In the world of data science, having a strong portfolio is crucial for standing out in a competitive job market. PyTorch, an open - source machine learning library developed by Facebook’s AI Research lab, has gained significant popularity due to its dynamic computational graph, which allows for more intuitive and flexible model building. This blog will introduce ten PyTorch projects that can enhance your data science portfolio, covering fundamental concepts, usage methods, common practices, and best practices.

Table of Contents

  1. Image Classification with CIFAR - 10
  2. Sentiment Analysis on Movie Reviews
  3. Handwritten Digit Recognition (MNIST)
  4. Generating Handwritten Digits with GANs
  5. Time Series Forecasting
  6. Neural Machine Translation
  7. Object Detection with Faster R - CNN
  8. Semantic Segmentation
  9. Reinforcement Learning: CartPole
  10. Transfer Learning for Image Classification

1. Image Classification with CIFAR - 10

Fundamental Concepts

Image classification is the task of assigning a label to an image from a predefined set of classes. CIFAR - 10 is a well - known dataset containing 60,000 32x32 color images in 10 different classes.

Usage Methods

import torch
import torchvision
import torchvision.transforms as transforms

# Define a transform to normalize the data
transform = transforms.Compose(
    [transforms.ToTensor(),
     transforms.Normalize((0.5, 0.5, 0.5), (0.5, 0.5, 0.5))])

# Load the CIFAR - 10 training and test datasets
trainset = torchvision.datasets.CIFAR10(root='./data', train=True,
                                        download=True, transform=transform)
trainloader = torch.utils.data.DataLoader(trainset, batch_size=4,
                                          shuffle=True, num_workers=2)

testset = torchvision.datasets.CIFAR10(root='./data', train=False,
                                       download=True, transform=transform)
testloader = torch.utils.data.DataLoader(testset, batch_size=4,
                                         shuffle=False, num_workers=2)

classes = ('plane', 'car', 'bird', 'cat',
           'deer', 'dog', 'frog', 'horse', 'ship', 'truck')

import torch.nn as nn
import torch.nn.functional as F

class Net(nn.Module):
    def __init__(self):
        super(Net, self).__init__()
        self.conv1 = nn.Conv2d(3, 6, 5)
        self.pool = nn.MaxPool2d(2, 2)
        self.conv2 = nn.Conv2d(6, 16, 5)
        self.fc1 = nn.Linear(16 * 5 * 5, 120)
        self.fc2 = nn.Linear(120, 84)
        self.fc3 = nn.Linear(84, 10)

    def forward(self, x):
        x = self.pool(F.relu(self.conv1(x)))
        x = self.pool(F.relu(self.conv2(x)))
        x = x.view(-1, 16 * 5 * 5)
        x = F.relu(self.fc1(x))
        x = F.relu(self.fc2(x))
        x = self.fc3(x)
        return x

net = Net()

import torch.optim as optim

criterion = nn.CrossEntropyLoss()
optimizer = optim.SGD(net.parameters(), lr=0.001, momentum=0.9)

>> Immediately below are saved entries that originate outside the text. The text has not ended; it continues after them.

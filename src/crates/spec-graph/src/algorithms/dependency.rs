//! Dependency closure analysis: depth calculation, cycle detection, resolution
//! ordering, change-impact analysis, and aggregate graph statistics.
//!
//! Mirrors the dependency resolver used upstream, restricted to the edge
//! kinds [`crate::model::EdgeKind::is_dependency_edge`] reports as part of
//! the dependency closure.

use std::collections::{HashMap, HashSet, VecDeque};

use serde::{Deserialize, Serialize};

use crate::model::{GraphSnapshot, Node};

/// A detected cycle in the dependency closure.
#[derive(Debug, Clone, Serialize, Deserialize)]
pub struct CircularDependency {
    /// Node ids forming the cycle, in traversal order, first id repeated at the end.
    pub cycle: Vec<String>,
    /// `"direct"` (length <= 3), `"short_chain"` (length <= 5), or `"long_chain"`.
    pub cycle_type: String,
    /// `"high"` (length == 2), `"medium"` (length <= 4), or `"low"`.
    pub severity: String,
    pub description: String,
}

impl CircularDependency {
    fn classify(cycle: Vec<String>) -> Self {
        let length = cycle.len().saturating_sub(1).max(1);
        let cycle_type = if length <= 3 {
            "direct"
        } else if length <= 5 {
            "short_chain"
        } else {
            "long_chain"
        };
        let severity = if length == 2 {
            "high"
        } else if length <= 4 {
            "medium"
        } else {
            "low"
        };
        let description = format!(
            "{} cycle of length {} involving {}",
            cycle_type,
            length,
            cycle.join(" -> ")
        );
        Self {
            cycle,
            cycle_type: cycle_type.to_string(),
            severity: severity.to_string(),
            description,
        }
    }

    pub fn cycle_length(&self) -> usize {
        self.cycle.len().saturating_sub(1).max(1)
    }
}

/// Aggregate statistics over the dependency closure.
#[derive(Debug, Clone, Default, Serialize, Deserialize)]
pub struct DependencyStats {
    pub node_count: usize,
    pub edge_count: usize,
    pub avg_fan_in: f64,
    pub avg_fan_out: f64,
    pub max_depth: usize,
    pub highly_connected_count: usize,
}

/// Result of analyzing the blast radius of a change to `changed_node_id`.
#[derive(Debug, Clone, Serialize, Deserialize)]
pub struct ImpactReport {
    pub changed_node_id: String,
    pub affected_node_ids: Vec<String>,
    pub impact_ratio: f64,
    /// `"high"` (ratio >= 0.5), `"medium"` (ratio >= 0.2), or `"low"`.
    pub severity: String,
    pub recommendations: Vec<String>,
}

/// Builds the forward/reverse dependency adjacency for a snapshot and exposes
/// depth, cycle, ordering, and impact queries over it.
pub struct DependencyResolver {
    nodes: HashMap<String, Node>,
    forward: HashMap<String, Vec<String>>,
    reverse: HashMap<String, Vec<String>>,
}

impl DependencyResolver {
    /// Builds the resolver from a snapshot, keeping only edges whose kind is
    /// part of the dependency closure.
    pub fn from_snapshot(snapshot: &GraphSnapshot) -> Self {
        let mut nodes = HashMap::with_capacity(snapshot.nodes.len());
        let mut forward: HashMap<String, Vec<String>> = HashMap::new();
        let mut reverse: HashMap<String, Vec<String>> = HashMap::new();

        for node in &snapshot.nodes {
            nodes.insert(node.id.clone(), node.clone());
            forward.entry(node.id.clone()).or_default();
            reverse.entry(node.id.clone()).or_default();
        }

        for edge in &snapshot.edges {
            if !edge.kind.is_dependency_edge() {
                continue;
            }
            forward
                .entry(edge.source_id.clone())
                .or_default()
                .push(edge.target_id.clone());
            reverse
                .entry(edge.target_id.clone())
                .or_default()
                .push(edge.source_id.clone());
        }

        Self {
            nodes,
            forward,
            reverse,
        }
    }

    fn dependencies_of(&self, id: &str) -> &[String] {
        self.forward.get(id).map(Vec::as_slice).unwrap_or(&[])
    }

    fn dependents_of(&self, id: &str) -> &[String] {
        self.reverse.get(id).map(Vec::as_slice).unwrap_or(&[])
    }

    /// Depth of each node: longest dependency chain reachable from it, memoized.
    pub fn calculate_dependency_depths(&self) -> HashMap<String, usize> {
        let mut depths = HashMap::new();
        let mut visiting = HashSet::new();
        for id in self.nodes.keys() {
            self.depth_of(id, &mut depths, &mut visiting);
        }
        depths
    }

    fn depth_of(
        &self,
        id: &str,
        depths: &mut HashMap<String, usize>,
        visiting: &mut HashSet<String>,
    ) -> usize {
        if let Some(d) = depths.get(id) {
            return *d;
        }
        if !visiting.insert(id.to_string()) {
            // Part of a cycle; treat as depth 0 here, cycle detection reports it separately.
            return 0;
        }
        let mut max_child_depth = 0;
        for dep in self.dependencies_of(id).to_vec() {
            let d = self.depth_of(&dep, depths, visiting);
            max_child_depth = max_child_depth.max(d + 1);
        }
        visiting.remove(id);
        depths.insert(id.to_string(), max_child_depth);
        max_child_depth
    }

    /// Detects every circular dependency in the closure via DFS with an explicit
    /// recursion stack and path, so each cycle reports the concrete node chain.
    pub fn detect_circular_dependencies(&self) -> Vec<CircularDependency> {
        let mut found = Vec::new();
        let mut visited = HashSet::new();
        let mut rec_stack = HashSet::new();
        let mut path = Vec::new();

        let mut ids: Vec<&String> = self.nodes.keys().collect();
        ids.sort();
        for id in ids {
            if !visited.contains(id) {
                self.dfs_detect_cycle(id, &mut visited, &mut rec_stack, &mut path, &mut found);
            }
        }
        found
    }

    fn dfs_detect_cycle(
        &self,
        id: &str,
        visited: &mut HashSet<String>,
        rec_stack: &mut HashSet<String>,
        path: &mut Vec<String>,
        found: &mut Vec<CircularDependency>,
    ) {
        visited.insert(id.to_string());
        rec_stack.insert(id.to_string());
        path.push(id.to_string());

        for dep in self.dependencies_of(id).to_vec() {
            if rec_stack.contains(&dep) {
                let start = path.iter().position(|n| n == &dep).unwrap_or(0);
                let mut cycle: Vec<String> = path[start..].to_vec();
                cycle.push(dep.clone());
                found.push(CircularDependency::classify(cycle));
            } else if !visited.contains(&dep) {
                self.dfs_detect_cycle(&dep, visited, rec_stack, path, found);
            }
        }

        path.pop();
        rec_stack.remove(id);
    }

    /// Topologically orders the full closure via Kahn's algorithm. Returns
    /// `None` if a cycle makes a total order impossible.
    pub fn resolve_dependencies(&self) -> Option<Vec<String>> {
        self.topological_sort_subset(self.nodes.keys().cloned().collect())
    }

    /// Topologically orders just `subset`, respecting edges between members
    /// of the subset and ignoring dependencies that fall outside it.
    pub fn topological_sort_subset(&self, subset: HashSet<String>) -> Option<Vec<String>> {
        let mut in_degree: HashMap<String, usize> = subset.iter().map(|id| (id.clone(), 0)).collect();

        for id in &subset {
            for dep in self.dependencies_of(id) {
                if subset.contains(dep) {
                    *in_degree.get_mut(id).unwrap() += 1;
                }
            }
        }

        let mut ready: Vec<String> = in_degree
            .iter()
            .filter(|(_, deg)| **deg == 0)
            .map(|(id, _)| id.clone())
            .collect();
        ready.sort();
        let mut queue: VecDeque<String> = ready.into();

        let mut ordered = Vec::with_capacity(subset.len());
        while let Some(id) = queue.pop_front() {
            ordered.push(id.clone());
            let mut newly_ready = Vec::new();
            for candidate in &subset {
                if !subset.contains(candidate) || ordered.contains(candidate) {
                    continue;
                }
                if self
                    .dependencies_of(candidate)
                    .iter()
                    .any(|dep| dep == &id)
                {
                    let deg = in_degree.get_mut(candidate).unwrap();
                    *deg -= 1;
                    if *deg == 0 {
                        newly_ready.push(candidate.clone());
                    }
                }
            }
            newly_ready.sort();
            for id in newly_ready {
                queue.push_back(id);
            }
        }

        if ordered.len() == subset.len() {
            Some(ordered)
        } else {
            None
        }
    }

    /// Change-impact analysis: every node reachable by following dependents
    /// (reverse adjacency) from `changed_node_id`.
    pub fn analyze_change_impact(&self, changed_node_id: &str) -> ImpactReport {
        let mut affected = Vec::new();
        let mut seen = HashSet::new();
        let mut queue = VecDeque::new();
        queue.push_back(changed_node_id.to_string());
        seen.insert(changed_node_id.to_string());

        while let Some(id) = queue.pop_front() {
            for dependent in self.dependents_of(&id).to_vec() {
                if seen.insert(dependent.clone()) {
                    affected.push(dependent.clone());
                    queue.push_back(dependent);
                }
            }
        }
        affected.sort();

        let total = self.nodes.len().max(1);
        let impact_ratio = affected.len() as f64 / total as f64;
        let severity = if impact_ratio >= 0.5 {
            "high"
        } else if impact_ratio >= 0.2 {
            "medium"
        } else {
            "low"
        };

        let recommendations = self.generate_impact_recommendations(&affected, severity);

        ImpactReport {
            changed_node_id: changed_node_id.to_string(),
            affected_node_ids: affected,
            impact_ratio,
            severity: severity.to_string(),
            recommendations,
        }
    }

    fn generate_impact_recommendations(&self, affected: &[String], severity: &str) -> Vec<String> {
        let mut recs = Vec::new();
        match severity {
            "high" => {
                recs.push(
                    "Large blast radius: stage the change behind approval and notify all affected owners before merging."
                        .to_string(),
                );
            }
            "medium" => {
                recs.push(
                    "Moderate blast radius: re-run tests for affected modules before auto-applying."
                        .to_string(),
                );
            }
            _ => {
                recs.push("Limited blast radius: safe to auto-apply if validation passes.".to_string());
            }
        }
        if affected.len() > 10 {
            recs.push(format!(
                "{} downstream nodes affected; consider splitting the change into smaller proposals.",
                affected.len()
            ));
        }
        recs
    }

    /// Average fan-in/out, max depth, and count of nodes with more than 5
    /// combined dependents, over the full closure.
    pub fn get_dependency_stats(&self) -> DependencyStats {
        let node_count = self.nodes.len();
        if node_count == 0 {
            return DependencyStats::default();
        }

        let edge_count: usize = self.forward.values().map(Vec::len).sum();
        let avg_fan_out = edge_count as f64 / node_count as f64;
        let avg_fan_in = self
            .reverse
            .values()
            .map(Vec::len)
            .sum::<usize>() as f64
            / node_count as f64;

        let depths = self.calculate_dependency_depths();
        let max_depth = depths.values().copied().max().unwrap_or(0);

        let highly_connected_count = self
            .nodes
            .keys()
            .filter(|id| self.dependents_of(id).len() > 5)
            .count();

        DependencyStats {
            node_count,
            edge_count,
            avg_fan_in,
            avg_fan_out,
            max_depth,
            highly_connected_count,
        }
    }
}

#[cfg(test)]
mod tests {
    use super::*;
    use crate::model::{Edge, EdgeKind, NodeKind};

    fn snapshot_with_chain(ids: &[&str]) -> GraphSnapshot {
        let nodes = ids
            .iter()
            .map(|id| Node::new(*id, NodeKind::Module, *id))
            .collect();
        let edges = ids
            .windows(2)
            .enumerate()
            .map(|(i, pair)| Edge::new(format!("e{i}"), pair[0], pair[1], EdgeKind::DependsOn))
            .collect();
        GraphSnapshot { nodes, edges }
    }

    #[test]
    fn depths_increase_along_a_chain() {
        let snapshot = snapshot_with_chain(&["a", "b", "c"]);
        let resolver = DependencyResolver::from_snapshot(&snapshot);
        let depths = resolver.calculate_dependency_depths();
        assert_eq!(depths["c"], 0);
        assert_eq!(depths["b"], 1);
        assert_eq!(depths["a"], 2);
    }

    #[test]
    fn detects_direct_two_cycle_as_high_severity() {
        let mut snapshot = snapshot_with_chain(&["a", "b"]);
        snapshot
            .edges
            .push(Edge::new("back", "b", "a", EdgeKind::DependsOn));
        let resolver = DependencyResolver::from_snapshot(&snapshot);
        let cycles = resolver.detect_circular_dependencies();
        assert_eq!(cycles.len(), 1);
        assert_eq!(cycles[0].severity, "high");
        assert_eq!(cycles[0].cycle_type, "direct");
    }

    #[test]
    fn resolve_dependencies_orders_dependencies_first() {
        let snapshot = snapshot_with_chain(&["a", "b", "c"]);
        let resolver = DependencyResolver::from_snapshot(&snapshot);
        let order = resolver.resolve_dependencies().expect("acyclic");
        let pos = |id: &str| order.iter().position(|x| x == id).unwrap();
        assert!(pos("c") < pos("b"));
        assert!(pos("b") < pos("a"));
    }

    #[test]
    fn resolve_dependencies_returns_none_on_cycle() {
        let mut snapshot = snapshot_with_chain(&["a", "b"]);
        snapshot
            .edges
            .push(Edge::new("back", "b", "a", EdgeKind::DependsOn));
        let resolver = DependencyResolver::from_snapshot(&snapshot);
        assert!(resolver.resolve_dependencies().is_none());
    }

    #[test]
    fn impact_analysis_follows_dependents_transitively() {
        let snapshot = snapshot_with_chain(&["a", "b", "c"]);
        let resolver = DependencyResolver::from_snapshot(&snapshot);
        let report = resolver.analyze_change_impact("c");
        assert_eq!(report.affected_node_ids, vec!["a".to_string(), "b".to_string()]);
        assert!(report.impact_ratio > 0.5);
        assert_eq!(report.severity, "high");
    }

    #[test]
    fn dependency_stats_counts_highly_connected_nodes() {
        let ids: Vec<String> = (0..7).map(|i| format!("dep{i}")).collect();
        let mut nodes = vec![Node::new("hub", NodeKind::Module, "hub")];
        let mut edges = Vec::new();
        for (i, id) in ids.iter().enumerate() {
            nodes.push(Node::new(id.clone(), NodeKind::Module, id.clone()));
            edges.push(Edge::new(format!("e{i}"), id.clone(), "hub", EdgeKind::DependsOn));
        }
        let snapshot = GraphSnapshot { nodes, edges };
        let resolver = DependencyResolver::from_snapshot(&snapshot);
        let stats = resolver.get_dependency_stats();
        assert_eq!(stats.highly_connected_count, 1);
        assert_eq!(stats.node_count, 8);
    }
}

for epoch in range(2):  # loop over the dataset multiple times

    running_loss = 0.0
    for i, data in enumerate(trainloader, 0):
        # get the inputs; data is a list of [inputs, labels]
        inputs, labels = data

        # zero the parameter gradients
        optimizer.zero_grad()

        # forward + backward + optimize
        outputs = net(inputs)
        loss = criterion(outputs, labels)
        loss.backward()
        optimizer.step()

        # print statistics
        running_loss += loss.item()
        if i % 2000 == 1999:    # print every 2000 mini - batches
            print('[%d, %5d] loss: %.3f' %
                  (epoch + 1, i + 1, running_loss / 2000))
            running_loss = 0.0

print('Finished Training')

correct = 0
total = 0
with torch.no_grad():
    for data in testloader:
        images, labels = data
        outputs = net(images)
        _, predicted = torch.max(outputs.data, 1)
        total += labels.size(0)
        correct += (predicted == labels).sum().item()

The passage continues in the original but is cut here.